• **TASK BRIEF**
Look through the entries below for the string "booted", and copy each line where it is found.

↓↓↓

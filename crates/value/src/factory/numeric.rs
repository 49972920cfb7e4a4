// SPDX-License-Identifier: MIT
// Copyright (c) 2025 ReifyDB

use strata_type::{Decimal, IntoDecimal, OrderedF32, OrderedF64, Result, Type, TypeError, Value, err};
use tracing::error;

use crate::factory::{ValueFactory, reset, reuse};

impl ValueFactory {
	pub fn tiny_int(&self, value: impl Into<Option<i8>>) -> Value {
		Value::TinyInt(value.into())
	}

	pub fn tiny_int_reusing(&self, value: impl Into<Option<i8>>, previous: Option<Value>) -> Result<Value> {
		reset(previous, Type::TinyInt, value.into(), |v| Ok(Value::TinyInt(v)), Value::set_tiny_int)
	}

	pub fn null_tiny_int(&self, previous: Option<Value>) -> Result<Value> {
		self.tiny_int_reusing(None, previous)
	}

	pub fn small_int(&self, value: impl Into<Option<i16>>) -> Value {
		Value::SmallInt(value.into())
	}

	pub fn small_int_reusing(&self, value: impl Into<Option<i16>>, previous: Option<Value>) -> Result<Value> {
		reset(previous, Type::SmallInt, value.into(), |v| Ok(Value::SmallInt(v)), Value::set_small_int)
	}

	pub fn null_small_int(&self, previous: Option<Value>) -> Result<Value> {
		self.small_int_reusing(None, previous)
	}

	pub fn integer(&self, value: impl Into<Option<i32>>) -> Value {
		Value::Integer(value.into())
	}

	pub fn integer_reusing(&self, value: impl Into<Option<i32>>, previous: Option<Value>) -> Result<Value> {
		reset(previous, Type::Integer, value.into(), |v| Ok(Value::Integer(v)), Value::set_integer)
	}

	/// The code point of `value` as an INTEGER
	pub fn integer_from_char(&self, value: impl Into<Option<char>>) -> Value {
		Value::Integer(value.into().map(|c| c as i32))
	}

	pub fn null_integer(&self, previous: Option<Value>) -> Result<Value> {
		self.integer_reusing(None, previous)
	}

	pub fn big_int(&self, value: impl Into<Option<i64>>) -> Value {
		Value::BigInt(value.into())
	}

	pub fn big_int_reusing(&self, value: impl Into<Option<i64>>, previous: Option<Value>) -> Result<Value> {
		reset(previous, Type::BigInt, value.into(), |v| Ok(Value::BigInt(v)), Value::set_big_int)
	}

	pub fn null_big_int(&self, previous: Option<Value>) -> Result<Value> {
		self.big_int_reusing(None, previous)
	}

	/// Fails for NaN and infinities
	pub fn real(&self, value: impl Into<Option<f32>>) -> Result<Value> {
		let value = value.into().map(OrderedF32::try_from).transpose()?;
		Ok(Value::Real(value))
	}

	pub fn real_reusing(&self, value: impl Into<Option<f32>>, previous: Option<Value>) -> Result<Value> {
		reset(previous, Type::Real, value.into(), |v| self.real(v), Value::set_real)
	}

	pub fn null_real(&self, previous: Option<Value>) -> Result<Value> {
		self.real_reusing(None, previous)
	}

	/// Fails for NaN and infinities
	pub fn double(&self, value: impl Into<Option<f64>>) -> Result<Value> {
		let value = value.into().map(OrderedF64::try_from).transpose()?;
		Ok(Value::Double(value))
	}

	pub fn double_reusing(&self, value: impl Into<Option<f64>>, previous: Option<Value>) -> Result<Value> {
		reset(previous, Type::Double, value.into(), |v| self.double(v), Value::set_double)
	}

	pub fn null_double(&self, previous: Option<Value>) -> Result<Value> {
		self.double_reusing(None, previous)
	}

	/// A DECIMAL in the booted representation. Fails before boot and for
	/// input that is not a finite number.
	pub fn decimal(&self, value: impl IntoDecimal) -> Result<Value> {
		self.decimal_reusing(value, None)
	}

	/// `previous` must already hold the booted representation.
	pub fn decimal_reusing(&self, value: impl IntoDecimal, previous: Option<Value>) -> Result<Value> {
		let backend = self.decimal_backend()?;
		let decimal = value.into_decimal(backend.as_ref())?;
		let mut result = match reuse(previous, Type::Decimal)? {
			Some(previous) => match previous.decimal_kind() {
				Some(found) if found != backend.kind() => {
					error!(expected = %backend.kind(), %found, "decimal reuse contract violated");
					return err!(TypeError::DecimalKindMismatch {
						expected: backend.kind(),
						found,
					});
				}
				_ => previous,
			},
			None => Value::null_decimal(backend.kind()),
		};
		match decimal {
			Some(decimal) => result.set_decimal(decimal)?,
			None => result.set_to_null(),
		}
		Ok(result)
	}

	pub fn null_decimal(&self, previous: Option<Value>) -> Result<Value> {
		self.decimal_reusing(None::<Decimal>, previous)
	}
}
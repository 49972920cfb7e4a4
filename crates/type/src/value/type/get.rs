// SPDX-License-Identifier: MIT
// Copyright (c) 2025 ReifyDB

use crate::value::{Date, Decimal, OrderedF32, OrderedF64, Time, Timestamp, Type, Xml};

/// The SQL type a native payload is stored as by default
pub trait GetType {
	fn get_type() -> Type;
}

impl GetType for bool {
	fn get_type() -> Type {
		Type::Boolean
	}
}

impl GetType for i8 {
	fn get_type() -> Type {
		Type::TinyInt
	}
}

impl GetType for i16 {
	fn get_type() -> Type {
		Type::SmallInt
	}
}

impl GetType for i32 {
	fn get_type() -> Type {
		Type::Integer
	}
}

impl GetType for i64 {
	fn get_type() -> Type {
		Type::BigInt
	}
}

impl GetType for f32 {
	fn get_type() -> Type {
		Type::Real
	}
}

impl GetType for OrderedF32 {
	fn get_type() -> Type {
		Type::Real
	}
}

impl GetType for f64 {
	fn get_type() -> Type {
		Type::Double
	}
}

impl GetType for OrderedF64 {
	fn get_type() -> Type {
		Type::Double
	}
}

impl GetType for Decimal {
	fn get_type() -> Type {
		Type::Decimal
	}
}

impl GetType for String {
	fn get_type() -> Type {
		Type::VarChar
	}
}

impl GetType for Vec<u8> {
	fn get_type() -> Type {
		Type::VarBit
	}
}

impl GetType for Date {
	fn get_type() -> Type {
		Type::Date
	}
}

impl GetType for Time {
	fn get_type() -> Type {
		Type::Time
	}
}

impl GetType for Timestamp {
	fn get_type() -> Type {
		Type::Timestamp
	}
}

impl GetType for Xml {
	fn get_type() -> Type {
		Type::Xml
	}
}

↑↑↑

• **PROBLEM SOLUTION**
	/// A DECIMAL in the booted representation. Fails before boot and for
	/// `previous` must already hold the booted representation.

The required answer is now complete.